Motherboard has bios flashback so you can ignore the bios warning at the bottom. There are a slew of selection for a little more or a little less depending on brands/peripheral needs(Wi-Fi, USB/audio). Even though you’ll probably won’t make full use of a x570 chipset the Asus tuf x570 does have Wi-Fi on it and for not much more.
Well–AMD announced they are scaling back production for AM5 motherboards–so the current demand is not their and have a feeling the world will sitting with DDR4 and PCIe 4 being mainstream for quite some time–the % of people will to upgrade past those points is not supporting them investing into it–but things change all the time too.
Is it important to get an SSD with a Heatsink? Difference in price is like $15?
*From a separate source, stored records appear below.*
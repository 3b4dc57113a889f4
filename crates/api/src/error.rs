//! API error types with HTTP response mapping.
//!
//! Every failure is rendered as `{"message": ..., "error": ...}`. `message`
//! is a short summary for display; `error` carries the detail, which is a
//! list of field errors when form validation failed.

use axum::http::StatusCode;
use axum::response::{IntoResponse, Response};
use checkout::CheckoutError;
use domain::{DomainError, ValidationErrors};
use serde_json::{Value, json};
use store::StoreError;

/// API-level error type that maps to HTTP responses.
#[derive(Debug)]
pub enum ApiError {
    /// Resource not found.
    NotFound(String),
    /// Bad request from the client.
    BadRequest(String),
    /// No usable session on the request.
    Unauthorized(String),
    /// The session lacks the required role.
    Forbidden(String),
    /// Order placement failed.
    Checkout(CheckoutError),
    /// Domain logic error.
    Domain(DomainError),
    /// Store error outside a domain call.
    Store(StoreError),
}

impl ApiError {
    /// Status code this error is rendered with.
    pub fn status(&self) -> StatusCode {
        match self {
            ApiError::NotFound(_) => StatusCode::NOT_FOUND,
            ApiError::BadRequest(_) => StatusCode::BAD_REQUEST,
            ApiError::Unauthorized(_) => StatusCode::UNAUTHORIZED,
            ApiError::Forbidden(_) => StatusCode::FORBIDDEN,
            ApiError::Checkout(CheckoutError::IncompleteOrder(_)) => StatusCode::CONFLICT,
            ApiError::Checkout(err) if err.is_client_error() => StatusCode::BAD_REQUEST,
            ApiError::Checkout(_) => StatusCode::INTERNAL_SERVER_ERROR,
            ApiError::Domain(err) => domain_status(err),
            ApiError::Store(err) => store_status(err),
        }
    }

    fn message(&self, status: StatusCode) -> &'static str {
        if let ApiError::Checkout(_) = self {
            return "Failed to create order";
        }
        match status {
            StatusCode::BAD_REQUEST => "Invalid request",
            StatusCode::UNAUTHORIZED => "Authentication required",
            StatusCode::FORBIDDEN => "Not allowed",
            StatusCode::NOT_FOUND => "Not found",
            StatusCode::CONFLICT => "Conflict",
            _ => "Internal server error",
        }
    }

    fn detail(&self) -> Value {
        match self {
            ApiError::NotFound(msg)
            | ApiError::BadRequest(msg)
            | ApiError::Unauthorized(msg)
            | ApiError::Forbidden(msg) => Value::String(msg.clone()),
            ApiError::Checkout(CheckoutError::Validation(errors))
            | ApiError::Domain(DomainError::Validation(errors)) => validation_detail(errors),
            ApiError::Checkout(err) => Value::String(err.to_string()),
            ApiError::Domain(err) => Value::String(err.to_string()),
            ApiError::Store(err) => Value::String(err.to_string()),
        }
    }
}

fn validation_detail(errors: &ValidationErrors) -> Value {
    serde_json::to_value(errors).unwrap_or_else(|_| Value::String(errors.to_string()))
}

fn domain_status(err: &DomainError) -> StatusCode {
    match err {
        DomainError::Validation(_)
        | DomainError::InsufficientStock { .. }
        | DomainError::InvalidQuantity(_) => StatusCode::BAD_REQUEST,
        DomainError::InvalidTransition { .. } => StatusCode::CONFLICT,
        DomainError::ProductNotFound(_) => StatusCode::NOT_FOUND,
        DomainError::Store(e) => store_status(e),
    }
}

fn store_status(err: &StoreError) -> StatusCode {
    match err {
        StoreError::NotFound { .. } => StatusCode::NOT_FOUND,
        StoreError::Conflict(_) => StatusCode::CONFLICT,
        _ => StatusCode::INTERNAL_SERVER_ERROR,
    }
}

impl IntoResponse for ApiError {
    fn into_response(self) -> Response {
        let status = self.status();
        let detail = self.detail();
        if status.is_server_error() {
            tracing::error!(error = %detail, "internal server error");
        } else {
            tracing::debug!(status = status.as_u16(), error = %detail, "request rejected");
        }

        let body = json!({ "message": self.message(status), "error": detail });
        (status, axum::Json(body)).into_response()
    }
}

impl From<CheckoutError> for ApiError {
    fn from(err: CheckoutError) -> Self {
        ApiError::Checkout(err)
    }
}

impl From<DomainError> for ApiError {
    fn from(err: DomainError) -> Self {
        ApiError::Domain(err)
    }
}

impl From<StoreError> for ApiError {
    fn from(err: StoreError) -> Self {
        ApiError::Store(err)
    }
}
And read this online–any truth to this and worth it:
If you are using a Ryzen processor, you will see a more meaningful improvement by moving up to 4 RAM sticks , but Ryzen processors are also heavily impacted by RAM speed and latency, which are harder to push with 4 Stick configurations.
So with a Ryzen processor, you should be using 4 sticks at high mhz?
You don’t need four sticks of ram You want Dual Channel Dual rank ram and with most ram being single rank the easiest way to get dual rank with dual channel is to use 4 matching sticks of ram. If you do some research it is possible to get dual channel dual rank with just 2 sticks but most ram made these days is probably high density single rank sticks.
For Gen 3 SSD you don’t need a heatsink but for fast Gen 4 you should get one but most Motherboard comes with at least 1 SSD heatsink but manufacturer integrated heat sinks are better.
Ryzen will always run better with faster ram since it will mean running the infinity fabric faster but with the X3D its less dependent on ram speed since less data will be transferred over the infinity fabric due to the larger cache
If the Motherboard says 3200mhz for Ram what happens if you put 3600mhz sticks in there…Does it help at all or is it harmful and cause issues with transfer (for lack of a better word)?
It may or may not work. If it doesn’t work then there can be instability or it will boot cycle and motherboard resets to factory setting which sets the speed to default speeds of 2133Mhz.
Not really. As long as your RAM stick is dual rank, its fine.
I used G.Skill 16GB DDR4-3200 C14 X2 (Samsung B-die) and managed to push 3800mhz (FCLK 1900 for 1:1). FCLK 1900 or higher is lottery. Depends on how good is your chip.
I believe the motherboard supports upward to 128 max. 32gb is just really because it’s not a significant amount more plus it gives you some flexibility since more and more things are becoming memory hogs.
You can easily get by with 16gbs for sometime. I believe with wow and miscellaneous things running in the background and a few tabs of chrome I was sitting under 12gb of ram used.
Trying to justify one over the other at this point:
CORSAIR RM Series (2021), RM850, 850 Watt, 80 Plus Gold Certified, Fully Modular Power Supply
VERSUS
Corsair RMx Series (2021), RM850x, 850 Watt, GOLD, Fully Modular Power Supply (CP-9020200-NA)
One uses German parts versus Japanese parts and supposed the X is quieter? Having trouble justifying paying $35 more for the X if that is all that is offers – anyone familiar with these?
I’ve been using the RMx for about a year now. It was a haste purchase from BestBuy when I upgraded to a 3080TI and I tripped my OC protection on my previous 750w when I loaded Snowrunner and maxxed out the graphic settings.
I can confirm it is very quiet with the Corsair Graphite 760T case, but I only bought it for the brand and watts, and was the only model I saw on the shelf at the time.